IN CONVERSATION WITH: GABINO CAMBA
October 2025
This month, I talked with gardener extraordinaire Gabino Camba. It’s incredibly rare to find someone who, all at once, has an incredible amount of the technical knowledge, an almost poetic and spiritual connection to the Earth, and can weave back and forth between the two skill sets to share his knowledge with clients who have varying degrees of exposure to the plant world, and Camba can do all of that and more. In this month’s newsletter I talk with Camba about listening to the land, planting with good energy, and teaching the next generation of gardeners.
5 minute read
Camba in the garden, May 2025
In my 8 years in the plant industry, Camba might be one of the most knowledgeable people I’ve come across. He is a gardener with an unbelievably deep well of plant knowledge, a profound understanding of materiality, and a very strong design eye. I was introduced to him through my mentor, Martha Burke, a fantastic and prolific gardener & garden designer in the East Bay. My first time meeting Camba, he said something that struck me so deeply and gave me great insight into the vast world of garden design I was stepping into. He was teaching me about irrigation systems and was relentlessly patient with me as I asked him question after question, trying to soak up as much knowledge as I could. I thanked him for sharing his expertise with me and he said “It’s so important to teach the next generation how to do it, and how to do it right.” Camba made me feel, for the first time, like I was part of a legacy of people with their hands in the soil, tending to the land.
How did you get into this work? Who taught you about gardening?
“When I was 19, I started working with my uncle doing maintenance on houses and from there, we started doing bigger and bigger projects. The person that really guided me more into gardening was a Dutch landscape designer named Katrine Benninger. She told me that I was a smart young guy and that I should really learn more about plants: what plants grow in sun, in shade. She told me to learn by reading plant labels and start getting to know the plants little by little until I got familiar with all of them” (A tool Camba taught me to rely on in my early days of designing). “It’s so important to really, really get to know the plants.”
What is your approach to gardening and design?

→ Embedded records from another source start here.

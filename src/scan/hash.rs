use crate::error::Result;
use sha2::{Digest, Sha256};
use std::io::Read;
use std::path::Path;

/// Compute the SHA-256 content fingerprint of a file.
///
/// Reads in fixed 8 KiB blocks so large documents never have to fit in
/// memory. Identical bytes always yield the identical digest, independent of
/// path or mtime. Fails with an IO error if the path is unreadable and never
/// returns a partial digest.
pub fn fingerprint(path: &Path) -> Result<String> {
    let mut file = std::fs::File::open(path)?;
    let mut hasher = Sha256::new();
    let mut buf = [0u8; 8192];
    loop {
        let n = file.read(&mut buf)?;
        if n == 0 {
            break;
        }
        hasher.update(&buf[..n]);
    }
    Ok(format!("{:x}", hasher.finalize()))
}

#[cfg(test)]
mod tests {
    use super::*;
    use std::fs;
    use tempfile::TempDir;

    #[test]
    fn test_fingerprint_is_hex_sha256() {
        let temp_dir = TempDir::new().unwrap();
        let file_path = temp_dir.path().join("test.txt");
        fs::write(&file_path, "test content").unwrap();

        let hash = fingerprint(&file_path).unwrap();
        assert_eq!(hash.len(), 64);
        assert!(hash.chars().all(|c| c.is_ascii_hexdigit()));
    }

    #[test]
    fn test_fingerprint_depends_only_on_content() {
        let temp_dir = TempDir::new().unwrap();
        let a = temp_dir.path().join("a.txt");
        let b = temp_dir.path().join("subdir-name-differs.txt");
        fs::write(&a, "same bytes").unwrap();
        fs::write(&b, "same bytes").unwrap();

        assert_eq!(fingerprint(&a).unwrap(), fingerprint(&b).unwrap());

        fs::write(&b, "different bytes").unwrap();
        assert_ne!(fingerprint(&a).unwrap(), fingerprint(&b).unwrap());
    }

    #[test]
    fn test_fingerprint_spans_multiple_blocks() {
        let temp_dir = TempDir::new().unwrap();
        let file_path = temp_dir.path().join("big.bin");
        // Three full blocks plus a tail
        fs::write(&file_path, vec![0xAB; 8192 * 3 + 17]).unwrap();

        let first = fingerprint(&file_path).unwrap();
        let second = fingerprint(&file_path).unwrap();
        assert_eq!(first, second);
    }

    #[test]
    fn test_fingerprint_missing_file() {
        let temp_dir = TempDir::new().unwrap();
        let result = fingerprint(&temp_dir.path().join("nope.txt"));
        assert!(result.is_err());
    }
}
use crate::error::{DocdexError, Result};
use rusqlite::{params, Connection};
use std::fs;
use std::path::Path;

/// Migration metadata
struct Migration {
    version: u32,
    name: String,
    sql: String,
}

/// Create schema_migrations table if it doesn't exist
fn ensure_migrations_table(conn: &Connection) -> Result<()> {
    conn.execute(
        "CREATE TABLE IF NOT EXISTS schema_migrations (
            version INTEGER PRIMARY KEY,
            name TEXT NOT NULL,
            applied_at TIMESTAMP DEFAULT CURRENT_TIMESTAMP
        )",
        [],
    )?;
    Ok(())
}

/// Get list of applied migrations
pub fn get_applied_migrations(conn: &Connection) -> Result<Vec<String>> {
    let mut stmt = conn.prepare("SELECT name FROM schema_migrations ORDER BY version")?;
    let names: Vec<String> = stmt
        .query_map([], |row| row.get::<_, String>(0))?
        .collect::<std::result::Result<Vec<_>, rusqlite::Error>>()
        .map_err(DocdexError::Database)?;
    Ok(names)
}

/// Load migration files from migrations directory
fn load_migrations(migrations_dir: &Path) -> Result<Vec<Migration>> {
    let mut migrations = Vec::new();

    let entries = fs::read_dir(migrations_dir).map_err(DocdexError::Io)?;

    let mut files: Vec<_> = entries
        .filter_map(|e| e.ok())
        .filter(|e| e.path().extension().and_then(|s| s.to_str()) == Some("sql"))
        .collect();

    files.sort_by_key(|e| e.file_name());

    for entry in files {
        let path = entry.path();
        let filename = path
            .file_name()
            .and_then(|n| n.to_str())
            .ok_or_else(|| DocdexError::Config("Invalid migration filename".to_string()))?;

        // Parse version from filename (e.g., "001_catalog.sql" -> 1)
        let version_str = filename.split('_').next().ok_or_else(|| {
            DocdexError::Config(format!("Invalid migration filename: {}", filename))
        })?;
        let version: u32 = version_str.parse().map_err(|_| {
            DocdexError::Config(format!("Invalid migration version: {}", version_str))
        })?;

        let sql = fs::read_to_string(&path).map_err(DocdexError::Io)?;
        let name = filename.trim_end_matches(".sql").to_string();

        migrations.push(Migration { version, name, sql });
    }

    migrations.sort_by_key(|m| m.version);

    Ok(migrations)
}

/// Run all pending migrations
pub fn run_migrations(conn: &mut Connection, migrations_dir: &Path) -> Result<()> {
    ensure_migrations_table(conn)?;

    let applied = get_applied_migrations(conn)?;
    let migrations = load_migrations(migrations_dir)?;

    for migration in migrations {
        if applied.contains(&migration.name) {
            log::debug!("Migration {} already applied, skipping", migration.name);
            continue;
        }

        log::info!(
            "Applying migration: {} (version {})",
            migration.name,
            migration.version
        );

        let tx = conn.transaction()?;

        // execute_batch handles multi-statement files, including semicolons
        // inside trigger bodies
        tx.execute_batch(&migration.sql).map_err(|e| {
            DocdexError::Config(format!(
                "Failed to execute migration {}: {}",
                migration.name, e
            ))
        })?;

        tx.execute(
            "INSERT INTO schema_migrations (version, name) VALUES (?1, ?2)",
            params![migration.version, migration.name],
        )?;

        tx.commit()?;

        log::info!("Migration {} applied successfully", migration.name);
    }

    log::info!("All migrations completed");
    Ok(())
}

#[cfg(test)]
mod tests {
    use super::*;
    use std::fs;
    use std::path::PathBuf;
    use tempfile::TempDir;

    #[test]
    fn test_migration_tracking() {
        let temp_dir = TempDir::new().unwrap();
        let db_path = temp_dir.path().join("test.db");
        let conn = Connection::open(&db_path).unwrap();

        ensure_migrations_table(&conn).unwrap();

        conn.execute("CREATE TABLE test (id INTEGER)", []).unwrap();
        conn.execute(
            "INSERT INTO schema_migrations (version, name) VALUES (?1, ?2)",
            params![1, "001_test"],
        )
        .unwrap();

        let applied = get_applied_migrations(&conn).unwrap();
        assert!(applied.contains(&"001_test".to_string()));
    }

    #[test]
    fn test_load_migrations() {
        let temp_dir = TempDir::new().unwrap();
        let migrations_dir = temp_dir.path().join("migrations");
        fs::create_dir(&migrations_dir).unwrap();

        fs::write(
            migrations_dir.join("001_test.sql"),
            "CREATE TABLE test (id INTEGER);",
        )
        .unwrap();

        fs::write(
            migrations_dir.join("002_another.sql"),
            "CREATE TABLE another (id INTEGER);",
        )
        .unwrap();

        let migrations = load_migrations(&migrations_dir).unwrap();
        assert_eq!(migrations.len(), 2);
        assert_eq!(migrations[0].version, 1);
        assert_eq!(migrations[1].version, 2);
    }

    #[test]
    fn test_full_migration_schema() {
        let temp_dir = TempDir::new().unwrap();
        let db_path = temp_dir.path().join("test.db");
        let mut conn = Connection::open(&db_path).unwrap();

        let migrations_dir = PathBuf::from(env!("CARGO_MANIFEST_DIR")).join("migrations");
        run_migrations(&mut conn, &migrations_dir).unwrap();

        let tables: Vec<String> = conn
            .prepare("SELECT name FROM sqlite_master WHERE type='table' ORDER BY name")
            .unwrap()
            .query_map([], |row| row.get::<_, String>(0))
            .unwrap()
            .collect::<std::result::Result<Vec<_>, rusqlite::Error>>()
            .unwrap();

        assert!(tables.contains(&"documents".to_string()));
        assert!(tables.contains(&"chunks".to_string()));
        assert!(tables.contains(&"sync_jobs".to_string()));
        assert!(tables.contains(&"schema_migrations".to_string()));

        // Re-running must be a no-op
        run_migrations(&mut conn, &migrations_dir).unwrap();

        let indexes: Vec<String> = conn
            .prepare("SELECT name FROM sqlite_master WHERE type='index' AND name LIKE 'idx_%' ORDER BY name")
            .unwrap()
            .query_map([], |row| row.get::<_, String>(0))
            .unwrap()
            .collect::<std::result::Result<Vec<_>, rusqlite::Error>>()
            .unwrap();

        assert!(indexes.contains(&"idx_documents_status".to_string()));
        assert!(indexes.contains(&"idx_chunks_doc".to_string()));
    }
}
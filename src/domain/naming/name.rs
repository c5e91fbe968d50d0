use std::fmt;

/// A multi-word identifier with casing conversions.
///
/// Formatters receive a `Name` rather than a raw string so they can pick the
/// casing convention of their target ecosystem. The original text is kept
/// alongside the detected words.
#[derive(Debug, Clone, PartialEq, Eq, Hash)]
pub struct Name {
    original: String,
    words: Vec<String>,
}

impl Name {
    /// Build a name from an upper-camel-like identifier.
    ///
    /// Input is accepted in any casing: the first character is uppercased to
    /// form the original text and the words are detected from camel-case
    /// humps and `_`, `-` or whitespace delimiters.
    ///
    /// ```
    /// use codepath::domain::Name;
    ///
    /// let name = Name::upper_camel("listFoos");
    /// assert_eq!(name.original(), "ListFoos");
    /// assert_eq!(name.to_lower_underscore(), "list_foos");
    /// ```
    pub fn upper_camel(text: &str) -> Self {
        Self { original: capitalize(text), words: split_words(text) }
    }

    /// The identifier as given, with its first character uppercased.
    pub fn original(&self) -> &str {
        &self.original
    }

    /// Lowercased words in order.
    pub fn words(&self) -> &[String] {
        &self.words
    }

    pub fn is_empty(&self) -> bool {
        self.words.is_empty()
    }

    /// `ListFoos`
    pub fn to_upper_camel(&self) -> String {
        self.words.iter().map(|w| capitalize(w)).collect()
    }

    /// `listFoos`
    pub fn to_lower_camel(&self) -> String {
        let mut words = self.words.iter();
        let mut out = words.next().cloned().unwrap_or_default();
        for word in words {
            out.push_str(&capitalize(word));
        }
        out
    }

    /// `list_foos`
    pub fn to_lower_underscore(&self) -> String {
        self.words.join("_")
    }

    /// `LIST_FOOS`
    pub fn to_upper_underscore(&self) -> String {
        self.words.join("_").to_uppercase()
    }

    /// `list-foos`
    pub fn to_kebab(&self) -> String {
        self.words.join("-")
    }

    /// `listfoos`
    pub fn to_lowercase(&self) -> String {
        self.words.concat()
    }
}

impl fmt::Display for Name {
    fn fmt(&self, f: &mut fmt::Formatter<'_>) -> fmt::Result {
        write!(f, "{}", self.original)
    }
}

fn capitalize(word: &str) -> String {
    let mut chars = word.chars();
    match chars.next() {
        Some(first) => first.to_uppercase().chain(chars).collect(),
        None => String::new(),
    }
}

fn is_delimiter(c: char) -> bool {
    c == '_' || c == '-' || c.is_whitespace()
}

/// Split an identifier into lowercased words.
///
/// A new word starts at an uppercase letter that follows a lowercase letter
/// or digit, and at the last capital of an acronym run when a lowercase
/// letter follows it (`HTTPServer` -> `http`, `server`). Digits stay with
/// the preceding word.
fn split_words(text: &str) -> Vec<String> {
    let chars: Vec<char> = text.chars().collect();
    let mut words = Vec::new();
    let mut current = String::new();

    for (i, &c) in chars.iter().enumerate() {
        if is_delimiter(c) {
            flush(&mut words, &mut current);
            continue;
        }
        // `current` is non-empty only when chars[i - 1] belongs to it.
        if c.is_uppercase() && !current.is_empty() {
            let prev = chars[i - 1];
            let next_is_lower = chars.get(i + 1).is_some_and(|n| n.is_lowercase());
            let starts_word = prev.is_lowercase()
                || prev.is_ascii_digit()
                || (prev.is_uppercase() && next_is_lower);
            if starts_word {
                flush(&mut words, &mut current);
            }
        }
        current.push(c);
    }
    flush(&mut words, &mut current);
    words
}

fn flush(words: &mut Vec<String>, current: &mut String) {
    if !current.is_empty() {
        words.push(current.to_lowercase());
        current.clear();
    }
}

“The way I feel is that when you’re designing or adding plants, you really have to feel the garden. You have to feel the space, what the person you’re working for wants. You have to dream about it a little. Your client tells you an idea about what they want and you go home and you dream about it, you think about it, that way when you’re actually making it, it just comes naturally.”
Camba & crew, May 2025
Something I love is that you and your crew are always laughing and seem to take so much joy in what you do. Can you talk about how important that lightness is to you and how you create that environment for your team?
“As I said when I first met you, it’s very important to teach young people landscaping and how to work with the Earth, because if my generation doesn’t show you how to do it, nobody will be tending to the land. At the same time, the guys are young and really like to have fun and joke around. So it’s about being patient with them- sometimes super patient- because they do need guidance but what I hope is that even one or two of them will just keep going and teach the next generation. It doesn’t matter what age you are when you learn something new, but when you decide you want to do something, it’s important that you have someone to guide you a little.”
How do you keep learning after all these years?
“Well, when you get to know different people that do the same thing that you do, it’s important to see how they relate to the land and what you can learn from that. Martha (Burke) actually talks to trees she’s pruning and says ‘I’m sorry but we’re gonna remove this branch from you to create new life and a great new garden around you.’ She actually talks to the plants and that’s something I took away from working with her. People have all different kinds of feelings about gardening and plants and it’s important to respect those feelings.”
Something I love about you is how considered you are with the energy you put into plants as you plant them. Can you talk a little more about that?
“Plants are living things and they interact with each other and with us. They all need their own space too, they need their own area to grow and to relate to each other. My uncle taught me that it’s really important to dig big holes with enough nutrients, and mix the new nutrients with the Earth they are going to be living in, to give them the best chance to grow.
It’s very, very important to do it with love. To plant with love. I believe that plants can feel when you put in the work to make them happy. Do it because you want to do it. Do it with passion.”